Fragmento de "O lago" de Vitorino Nemésio

"Só com nuvens e o vago
Desejo de tornar
A quanto fui, um lago
Cresce do meu vagar.

Cresce e fica de estrela
Posta em seu amplo fundo.
Conhecê-la
Era fazer-me profundo."

A conjunção "e" do primeiro verso não é, na verdade, copulativa. O "vago desejo de tornar a quanto fui" equivale (metaforicamente) às "nuvens". Só que enquanto estas fornecem a água necessária para criar a grande imagem do título, o vago desejo fornece o sentido do texto. Ou seja, o poeta entende o seu ofício criador como uma mistura do "já criado" (o real) com a sublimação de um pensamento. Mais moderna do que a uma primeira leitura poderia parecer, a demiurgia de Nemésio é denunciada enquanto técnica artificial.

Depois, são os dois "vagares". O lago nasce da lentidão do autor. No entanto, por mais lento que o autor se sentisse, a formação natural de um lago seria sempre muito, muito mais lenta. É um paradoxo. O Homem acelera o mundo, mas fá-lo quando se desacelera a si mesmo. As durações só são compatíveis devido à vaga liberdade que existe na poesia.

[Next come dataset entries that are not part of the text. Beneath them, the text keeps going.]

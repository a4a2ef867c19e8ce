use std::collections::VecDeque;
use std::sync::atomic::{AtomicBool, AtomicU64, Ordering};
use std::sync::Arc;
use std::time::Duration;

use parking_lot::Mutex;
use sark_domain::AuditEvent;
use tokio::sync::Notify;
use tokio::task::JoinHandle;

use crate::circuit_breaker::{CallError, CircuitBreaker};
use crate::handler::ErrorHandler;
use crate::sink::AuditSink;

#[derive(Debug, Clone)]
pub struct BatchConfig {
    pub batch_size: usize,
    pub batch_timeout: Duration,
}

impl Default for BatchConfig {
    fn default() -> Self {
        Self {
            batch_size: 50,
            batch_timeout: Duration::from_secs(2),
        }
    }
}

/// Multi-producer single-consumer queue with a bounded capacity. Once full,
/// `push` drops the oldest queued item rather than blocking the producer —
/// `emit` must never wait on a sink.
pub struct DropOldestQueue {
    capacity: usize,
    buf: Mutex<VecDeque<AuditEvent>>,
    notify: Notify,
    dropped: AtomicU64,
    closing: AtomicBool,
}

impl DropOldestQueue {
    pub fn new(capacity: usize) -> Self {
        Self {
            capacity,
            buf: Mutex::new(VecDeque::with_capacity(capacity.min(1024))),
            notify: Notify::new(),
            dropped: AtomicU64::new(0),
            closing: AtomicBool::new(false),
        }
    }

    pub fn push(&self, event: AuditEvent) {
        {
            let mut buf = self.buf.lock();
            if buf.len() >= self.capacity {
                buf.pop_front();
                self.dropped.fetch_add(1, Ordering::SeqCst);
            }
            buf.push_back(event);
        }
        self.notify.notify_one();
    }

    pub fn drain(&self, max: usize) -> Vec<AuditEvent> {
        let mut buf = self.buf.lock();
        let n = max.min(buf.len());
        buf.drain(..n).collect()
    }

    pub fn len(&self) -> usize {
        self.buf.lock().len()
    }

    pub fn is_empty(&self) -> bool {
        self.len() == 0
    }

    pub fn dropped_count(&self) -> u64 {
        self.dropped.load(Ordering::SeqCst)
    }

    pub fn close(&self) {
        self.closing.store(true, Ordering::SeqCst);
        self.notify.notify_one();
    }

    pub fn is_closing(&self) -> bool {
        self.closing.load(Ordering::SeqCst)
    }

    pub async fn notified(&self) {
        self.notify.notified().await;
    }
}

async fn flush_batch(
    sink: &Arc<dyn AuditSink>,
    breaker: &CircuitBreaker,
    error_handler: &ErrorHandler,
    batch: &[AuditEvent],
) {
    let sink_for_call = sink.clone();
    let events = batch.to_vec();
    let result = breaker.call(|| async move { sink_for_call.send_batch(&events).await }).await;
    match result {
        Ok(()) => {}
        Err(CallError::BreakerOpen) => {
            tracing::warn!(sink = sink.name(), "circuit breaker open, routing batch to fallback");
            error_handler
                .handle_batch_failure(
                    crate::error::SinkError::Other("circuit breaker open".into()),
                    batch,
                )
                .await;
        }
        Err(CallError::Inner(err)) => {
            let strategy = error_handler.handle_batch_failure(err, batch).await;
            tracing::warn!(sink = sink.name(), ?strategy, "sink batch send failed");
        }
    }
}

/// Drives one sink's lifecycle: wait for either a new event or the batch
/// timeout, drain up to `batch_size`, send, repeat. On close, keeps
/// draining until the queue is empty before returning.
pub fn spawn_batch_worker(
    sink: Arc<dyn AuditSink>,
    queue: Arc<DropOldestQueue>,
    breaker: Arc<CircuitBreaker>,
    config: BatchConfig,
    error_handler: Arc<ErrorHandler>,
) -> JoinHandle<()> {
    tokio::spawn(async move {
        loop {
            tokio::select! {
                _ = tokio::time::sleep(config.batch_timeout) => {}
                _ = queue.notified() => {}
            }
            loop {
                let batch = queue.drain(config.batch_size);
                if batch.is_empty() {
                    break;
                }
                flush_batch(&sink, &breaker, &error_handler, &batch).await;
                if batch.len() < config.batch_size {
                    break;
                }
            }
            if queue.is_closing() && queue.is_empty() {
                break;
            }
        }
    })
}
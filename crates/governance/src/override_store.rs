use std::collections::HashMap;

use chrono::{DateTime, Utc};
use parking_lot::RwLock;
use sha2::{Digest, Sha256};
use subtle::ConstantTimeEq;
use uuid::Uuid;

use sark_domain::entities::BreakGlassOverride;

const SALT_LEN: usize = 16;

fn salted_hash(salt: &[u8], pin: &str) -> Vec<u8> {
    let mut hasher = Sha256::new();
    hasher.update(salt);
    hasher.update(pin.as_bytes());
    hasher.finalize().to_vec()
}

/// Break-glass override store. A reviewer mints a `(pin, expires_at,
/// one_shot)` bound to a request id; the client later presents the pin to
/// obtain a one-time bypass.
///
/// `peek` validates without marking consumed so the enforcement pipeline can
/// check the override mid-evaluation; `commit` marks it consumed, and must
/// only be called once the pipeline's final verdict is allow — a later-stage
/// deny must not burn the override.
pub struct OverrideStore(RwLock<HashMap<String, Entry>>);

struct Entry {
    salt: [u8; SALT_LEN],
    record: BreakGlassOverride,
}

impl OverrideStore {
    pub fn new() -> Self {
        Self(RwLock::new(HashMap::new()))
    }

    pub fn grant(&self, request_id: String, pin: &str, expires_at: DateTime<Utc>, one_shot: bool) {
        let salt_uuid = Uuid::new_v4();
        let mut salt = [0u8; SALT_LEN];
        salt.copy_from_slice(salt_uuid.as_bytes());
        let pin_hash = salted_hash(&salt, pin);

        let record = BreakGlassOverride {
            request_id: request_id.clone(),
            pin_hash,
            expires_at,
            one_shot,
            consumed: false,
        };
        self.0.write().insert(request_id, Entry { salt, record });
    }

    /// `true` iff an unconsumed, unexpired override exists for `request_id`
    /// whose pin matches, checked in constant time.
    pub fn peek(&self, request_id: &str, pin: &str) -> bool {
        let guard = self.0.read();
        let Some(entry) = guard.get(request_id) else {
            return false;
        };
        if entry.record.consumed || entry.record.expires_at < Utc::now() {
            return false;
        }
        let candidate = salted_hash(&entry.salt, pin);
        candidate.ct_eq(&entry.record.pin_hash).into()
    }

    /// Mark the override consumed. No-op if it isn't `one_shot`, doesn't
    /// exist, or is already consumed.
    pub fn commit(&self, request_id: &str) {
        let mut guard = self.0.write();
        if let Some(entry) = guard.get_mut(request_id) {
            if entry.record.one_shot {
                entry.record.consumed = true;
            }
        }
    }
}

impl Default for OverrideStore {
    fn default() -> Self {
        Self::new()
    }
}

#[cfg(test)]
mod tests {
    use super::*;
    use chrono::Duration;

    #[test]
    fn peek_succeeds_for_correct_pin() {
        let store = OverrideStore::new();
        store.grant("req-1".into(), "1234", Utc::now() + Duration::minutes(5), true);
        assert!(store.peek("req-1", "1234"));
    }

    #[test]
    fn peek_fails_for_wrong_pin() {
        let store = OverrideStore::new();
        store.grant("req-1".into(), "1234", Utc::now() + Duration::minutes(5), true);
        assert!(!store.peek("req-1", "0000"));
    }

    #[test]
    fn peek_does_not_consume() {
        let store = OverrideStore::new();
        store.grant("req-1".into(), "1234", Utc::now() + Duration::minutes(5), true);
        assert!(store.peek("req-1", "1234"));
        assert!(store.peek("req-1", "1234"));
    }

    #[test]
    fn commit_then_peek_fails() {
        let store = OverrideStore::new();
        store.grant("req-1".into(), "1234", Utc::now() + Duration::minutes(5), true);
        store.commit("req-1");
        assert!(!store.peek("req-1", "1234"));
    }

    #[test]
    fn expired_override_fails_peek() {
        let store = OverrideStore::new();
        store.grant("req-1".into(), "1234", Utc::now() - Duration::seconds(1), true);
        assert!(!store.peek("req-1", "1234"));
    }

    #[test]
    fn unknown_request_id_fails_peek() {
        let store = OverrideStore::new();
        assert!(!store.peek("missing", "1234"));
    }

    #[test]
    fn non_one_shot_commit_is_noop_but_peek_still_valid() {
        let store = OverrideStore::new();
        store.grant("req-1".into(), "1234", Utc::now() + Duration::minutes(5), false);
        store.commit("req-1");
        assert!(store.peek("req-1", "1234"));
    }
}
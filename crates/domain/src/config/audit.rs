use serde::{Deserialize, Serialize};

#[derive(Debug, Clone, Copy, PartialEq, Eq, Serialize, Deserialize)]
#[serde(rename_all = "lowercase")]
pub enum SinkKind {
    Hec,
    Datadog,
}

/// One audit sink's configuration (C10). Defaults match §4.10's numbers.
#[derive(Debug, Clone, Serialize, Deserialize)]
pub struct AuditSinkConfig {
    pub kind: SinkKind,
    pub endpoint: String,
    /// Environment variable holding the sink's auth token.
    pub token_env: String,
    pub index: Option<String>,
    #[serde(default = "d_true")]
    pub verify_ssl: bool,
    #[serde(default = "d_timeout")]
    pub timeout_seconds: u64,
    #[serde(default = "d_batch_size")]
    pub batch_size: usize,
    #[serde(default = "d_batch_timeout")]
    pub batch_timeout_seconds: u64,
    #[serde(default = "d_min_size")]
    pub compression_min_size_bytes: usize,
    #[serde(default = "d_failure_threshold")]
    pub circuit_breaker_failure_threshold: u32,
    #[serde(default = "d_recovery_timeout")]
    pub circuit_breaker_recovery_timeout_seconds: u64,
    #[serde(default = "d_fallback_dir")]
    pub fallback_dir: String,
    #[serde(default = "d_health_interval")]
    pub health_check_interval_seconds: u64,
}

#[derive(Debug, Clone, Serialize, Deserialize, Default)]
pub struct AuditConfig {
    #[serde(default)]
    pub sinks: Vec<AuditSinkConfig>,
    #[serde(default = "d_fallback_dir")]
    pub fallback_dir: String,
    #[serde(default = "d_rotate_size")]
    pub fallback_rotate_bytes: u64,
}

fn d_true() -> bool {
    true
}
fn d_timeout() -> u64 {
    10
}
fn d_batch_size() -> usize {
    50
}
fn d_batch_timeout() -> u64 {
    2
}
fn d_min_size() -> usize {
    1024
}
fn d_failure_threshold() -> u32 {
    5
}
fn d_recovery_timeout() -> u64 {
    30
}
fn d_fallback_dir() -> String {
    "./audit-fallback".into()
}
fn d_health_interval() -> u64 {
    30
}
fn d_rotate_size() -> u64 {
    100 * 1024 * 1024
}
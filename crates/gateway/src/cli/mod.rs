pub mod config;
pub mod doctor;

use clap::{Parser, Subcommand};

/// SARK — a security-aware gateway sitting in front of MCP/HTTP/gRPC/database
/// tool servers.
#[derive(Debug, Parser)]
#[command(name = "sarkd", version, about)]
pub struct Cli {
    #[command(subcommand)]
    pub command: Option<Command>,
}

#[derive(Debug, Subcommand)]
pub enum Command {
    /// Start the gateway server (default when no subcommand is given).
    Serve,
    /// Run diagnostic checks against the current configuration.
    Doctor,
    /// Configuration utilities.
    #[command(subcommand)]
    Config(ConfigCommand),
    /// Print version information.
    Version,
}

#[derive(Debug, Subcommand)]
pub enum ConfigCommand {
    /// Parse the config file and report any errors.
    Validate,
    /// Dump the resolved configuration (with defaults) as TOML.
    Show,
}

// ── Config loading helper ─────────────────────────────────────────────

/// Load the configuration from the path specified by `SARK_CONFIG` (or
/// `sark.toml` by default). Returns the parsed [`GatewayConfig`] and the
/// path that was used.
///
/// Shared by `serve`, `doctor`, and `config` subcommands so the logic
/// lives in one place.
pub fn load_config() -> anyhow::Result<(crate::config::GatewayConfig, String)> {
    let config_path = std::env::var("SARK_CONFIG").unwrap_or_else(|_| "sark.toml".into());

    let config = if std::path::Path::new(&config_path).exists() {
        let raw = std::fs::read_to_string(&config_path).map_err(|e| anyhow::anyhow!("reading {config_path}: {e}"))?;
        toml::from_str(&raw).map_err(|e| anyhow::anyhow!("parsing {config_path}: {e}"))?
    } else {
        crate::config::GatewayConfig::default()
    };

    Ok((config, config_path))
}
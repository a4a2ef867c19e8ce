use std::future::Future;
use std::time::Duration;

use async_trait::async_trait;
use serde_json::Value;

use crate::types::{AdapterError, DiscoveredCapability, DiscoveredResource, Invocation, InvocationResult};

/// Every adapter must refuse to forward a payload larger than this, per
/// "size limit" / "never block indefinitely" (§4.8).
pub const MAX_PAYLOAD_BYTES: usize = 10 * 1024 * 1024;

/// One per downstream transport: discover what's out there, detail a
/// resource's capabilities, and invoke them.
#[async_trait]
pub trait Adapter: Send + Sync {
    fn protocol_name(&self) -> &str;
    fn protocol_version(&self) -> &str;

    async fn discover_resources(&self, config: &Value) -> Result<Vec<DiscoveredResource>, AdapterError>;
    async fn get_capabilities(&self, resource: &DiscoveredResource) -> Result<Vec<DiscoveredCapability>, AdapterError>;

    /// Protocol-level sanity check, performed before `invoke`. Implementors
    /// should reject dangerous patterns they can detect statically (e.g. a
    /// destructive SQL statement outside an allow-list).
    fn validate_request(&self, invocation: &Invocation) -> Result<(), AdapterError>;

    async fn invoke(&self, invocation: &Invocation) -> Result<InvocationResult, AdapterError>;
    async fn health_check(&self, resource: &DiscoveredResource) -> bool;

    /// Default: invoke sequentially. Adapters whose backend supports
    /// genuine batching (e.g. gRPC streaming) may override.
    async fn invoke_batch(&self, invocations: &[Invocation]) -> Vec<Result<InvocationResult, AdapterError>> {
        let mut results = Vec::with_capacity(invocations.len());
        for invocation in invocations {
            results.push(self.invoke(invocation).await);
        }
        results
    }
}

/// Run `fut` under `deadline`, translating a timeout into `AdapterError::Timeout`.
pub async fn with_deadline<T>(deadline: Duration, fut: impl Future<Output = Result<T, AdapterError>>) -> Result<T, AdapterError> {
    tokio::time::timeout(deadline, fut)
        .await
        .map_err(|_| AdapterError::Timeout(deadline))?
}

/// Reject a payload over `MAX_PAYLOAD_BYTES` before it's forwarded downstream.
pub fn check_payload_size(value: &Value) -> Result<(), AdapterError> {
    let actual = serde_json::to_vec(value).map(|bytes| bytes.len()).unwrap_or(0);
    if actual > MAX_PAYLOAD_BYTES {
        return Err(AdapterError::PayloadTooLarge {
            actual,
            limit: MAX_PAYLOAD_BYTES,
        });
    }
    Ok(())
}

#[cfg(test)]
mod tests {
    use super::*;
    use std::time::Duration as StdDuration;

    #[tokio::test]
    async fn with_deadline_passes_through_fast_futures() {
        let result = with_deadline(StdDuration::from_millis(50), async { Ok::<_, AdapterError>(42) }).await;
        assert_eq!(result.unwrap(), 42);
    }

    #[tokio::test]
    async fn with_deadline_times_out_slow_futures() {
        let result = with_deadline(StdDuration::from_millis(5), async {
            tokio::time::sleep(StdDuration::from_millis(200)).await;
            Ok::<_, AdapterError>(42)
        })
        .await;
        assert!(matches!(result, Err(AdapterError::Timeout(_))));
    }

    #[test]
    fn check_payload_size_rejects_oversized_bodies() {
        let big = serde_json::json!({ "blob": "x".repeat(MAX_PAYLOAD_BYTES + 1) });
        assert!(matches!(
            check_payload_size(&big),
            Err(AdapterError::PayloadTooLarge { .. })
        ));
    }

    #[test]
    fn check_payload_size_accepts_small_bodies() {
        assert!(check_payload_size(&serde_json::json!({ "ok": true })).is_ok());
    }
}
use serde::{Deserialize, Serialize};
use std::collections::HashMap;

#[derive(Debug, Clone, Copy, PartialEq, Eq, Serialize, Deserialize)]
#[serde(rename_all = "lowercase")]
pub enum PolicyEngineKind {
    Embedded,
    Remote,
}

impl Default for PolicyEngineKind {
    fn default() -> Self {
        PolicyEngineKind::Embedded
    }
}

/// Policy Engine Adapter configuration (C2).
#[derive(Debug, Clone, Serialize, Deserialize)]
pub struct PolicyConfig {
    #[serde(default)]
    pub engine: PolicyEngineKind,
    #[serde(default = "d_policy_dir")]
    pub policy_dir: String,
    #[serde(default)]
    pub remote_url: Option<String>,
    /// Per-feature rollout percentage (0-100), feature name -> percentage
    /// of traffic routed to the "new" back-end per §4.2's feature-flag
    /// routing (stable hash of `(feature, principal)` mod 100).
    #[serde(default)]
    pub rollout_percentages: HashMap<String, u8>,
}

impl Default for PolicyConfig {
    fn default() -> Self {
        Self {
            engine: PolicyEngineKind::default(),
            policy_dir: d_policy_dir(),
            remote_url: None,
            rollout_percentages: HashMap::new(),
        }
    }
}

fn d_policy_dir() -> String {
    "./policies".into()
}
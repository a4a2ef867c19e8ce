use rust_decimal::Decimal;
use serde::{Deserialize, Serialize};
use std::collections::HashMap;

/// Budget Tracker configuration (C4). Defaults apply to any principal
/// without a `per_principal`/`per_device` override.
#[derive(Debug, Clone, Serialize, Deserialize)]
pub struct BudgetConfig {
    pub daily_cap: Decimal,
    pub monthly_cap: Decimal,
    #[serde(default = "d_timezone")]
    pub timezone: String,
    #[serde(default)]
    pub per_principal: HashMap<String, BudgetOverride>,
    #[serde(default)]
    pub per_device: HashMap<String, BudgetOverride>,
}

impl Default for BudgetConfig {
    fn default() -> Self {
        Self {
            daily_cap: Decimal::new(1000, 2),    // 10.00
            monthly_cap: Decimal::new(20000, 2), // 200.00
            timezone: d_timezone(),
            per_principal: HashMap::new(),
            per_device: HashMap::new(),
        }
    }
}

/// Cap override for a specific principal or device. `None` leaves the
/// corresponding default cap in place.
#[derive(Debug, Clone, Serialize, Deserialize)]
pub struct BudgetOverride {
    pub daily_cap: Option<Decimal>,
    pub monthly_cap: Option<Decimal>,
}

fn d_timezone() -> String {
    "UTC".into()
}
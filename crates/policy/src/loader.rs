use std::collections::HashSet;
use std::path::Path;

use crate::document::PolicyDocument;

/// Parse every `*.json`/`*.toml` file directly under `dir`. A parse failure
/// doesn't abort the scan — the bad file's name is collected into
/// `unhealthy` and the caller decides whether to keep a previously-loaded
/// version around.
pub fn scan_policies(dir: &Path) -> (Vec<PolicyDocument>, HashSet<String>) {
    let mut good = Vec::new();
    let mut unhealthy = HashSet::new();

    let entries = match std::fs::read_dir(dir) {
        Ok(e) => e,
        Err(e) => {
            tracing::warn!(dir = %dir.display(), error = %e, "policy directory unreadable");
            return (good, unhealthy);
        }
    };

    for entry in entries.flatten() {
        let path = entry.path();
        let Some(ext) = path.extension().and_then(|e| e.to_str()) else {
            continue;
        };
        let stem = path
            .file_stem()
            .and_then(|s| s.to_str())
            .unwrap_or("unknown")
            .to_string();

        let parsed = match ext {
            "json" => std::fs::read_to_string(&path)
                .ok()
                .and_then(|s| serde_json::from_str::<PolicyDocument>(&s).ok()),
            "toml" => std::fs::read_to_string(&path)
                .ok()
                .and_then(|s| toml::from_str::<PolicyDocument>(&s).ok()),
            _ => continue,
        };

        match parsed {
            Some(doc) => good.push(doc),
            None => {
                tracing::warn!(policy = %stem, path = %path.display(), "failed to compile policy, keeping previous version if any");
                unhealthy.insert(stem);
            }
        }
    }

    (good, unhealthy)
}

#[cfg(test)]
mod tests {
    use super::*;
    use std::io::Write;

    #[test]
    fn valid_and_invalid_files_both_handled() {
        let dir = tempfile::tempdir().unwrap();
        std::fs::write(
            dir.path().join("good.json"),
            r#"{"name": "good", "rules": []}"#,
        )
        .unwrap();
        let mut bad = std::fs::File::create(dir.path().join("bad.json")).unwrap();
        bad.write_all(b"{ not json").unwrap();

        let (good, unhealthy) = scan_policies(dir.path());
        assert_eq!(good.len(), 1);
        assert_eq!(good[0].name, "good");
        assert!(unhealthy.contains("bad"));
    }

    #[test]
    fn missing_directory_returns_empty_without_panicking() {
        let (good, unhealthy) = scan_policies(Path::new("/nonexistent/path/xyz"));
        assert!(good.is_empty());
        assert!(unhealthy.is_empty());
    }
}
use serde::{Deserialize, Serialize};

/// Result of a `RateLimiter::check` call — mirrors the
/// `X-RateLimit-*`/`Retry-After` headers verbatim.
#[derive(Debug, Clone, Copy, Serialize, Deserialize)]
pub struct RateInfo {
    pub allowed: bool,
    pub limit: u64,
    pub remaining: u64,
    /// Epoch seconds at which the current window resets.
    pub reset_at: i64,
    pub retry_after: Option<u64>,
}

impl RateInfo {
    /// Synthetic unlimited result for admin-bypass requests.
    pub fn unlimited(reset_at: i64) -> Self {
        Self {
            allowed: true,
            limit: u64::MAX,
            remaining: u64::MAX,
            reset_at,
            retry_after: None,
        }
    }
}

Uma estrela reflecte-se no lago. Ora, depois de tanta demonstração de poder criador, por que não ascende o poeta ao céu onde a estrela se situa, e fala apenas de a alcançar no lago? É que a imagem central do poema já foi criada, e já não há grande necessidade de maravilhoso. De qualquer modo, o sentido global do resto do poema aponta para que todo o encantamento presente não passe do reflexo de um passado. Daí que o poeta prefira o reflexo ao real. E daí que ele não possa escolher uma ascensão, mas só tenha a hipótese de uma queda - o poema é disfórico. E se recusa mesmo essa queda, talvez seja porque a estrela cuja posse o faria profundo está, afinal, à superfície.

Tal como em Mário de Sá-Carneiro, a "angústia" que se pretende comunicar não é dissociável da luxúria da imaginação. Mas se seguirmos o percurso dessa vitalidade lírica com atenção, veremos que ela está em perfeita sintonia com o conteúdo dos textos. O encantamento que o poeta provoca é um logro que o próprio poema se encarrega de estilhaçar.

sexta-feira, setembro 01, 2006

No escrínio 0

Há duas atitudes perante a poesia que eu nunca aceitei. Por um lado, muitos são os que defendem que um poema tem uma nobreza e liberdade tais que qualquer mugido apenas pode macular o palácio. São apaixonados, e têm razão em sê-lo. Mas um silêncio tão militante pode descambar em anarquia ou em ditadura de gosto. Afinal, eu não sinto a grandeza de todos os poetas, e não me importo nada quando alguém tenta iluminar alguns dos meus desamores.

Por outro lado: a escola. As crianças entaladas em peripécias de sintaxe, labirintos de figuras de estilo, e todo um séquito de minotauros técnicos que não dão qualquer chance ao fascínio (que é coisa que está sempre por um fio).

Postulo que se pode falar de poesia. Com a naturalidade de quem quer tornar clara a sua paixão. Os gosto discutem-se. Acima de tudo, discutem-se.

"No escrínio" é uma rubrica em que se publicará poemas ou fragmentos de poemas que no meu afecto se vão tornando preciosos, e que serão sempre seguidos de um breve comentário.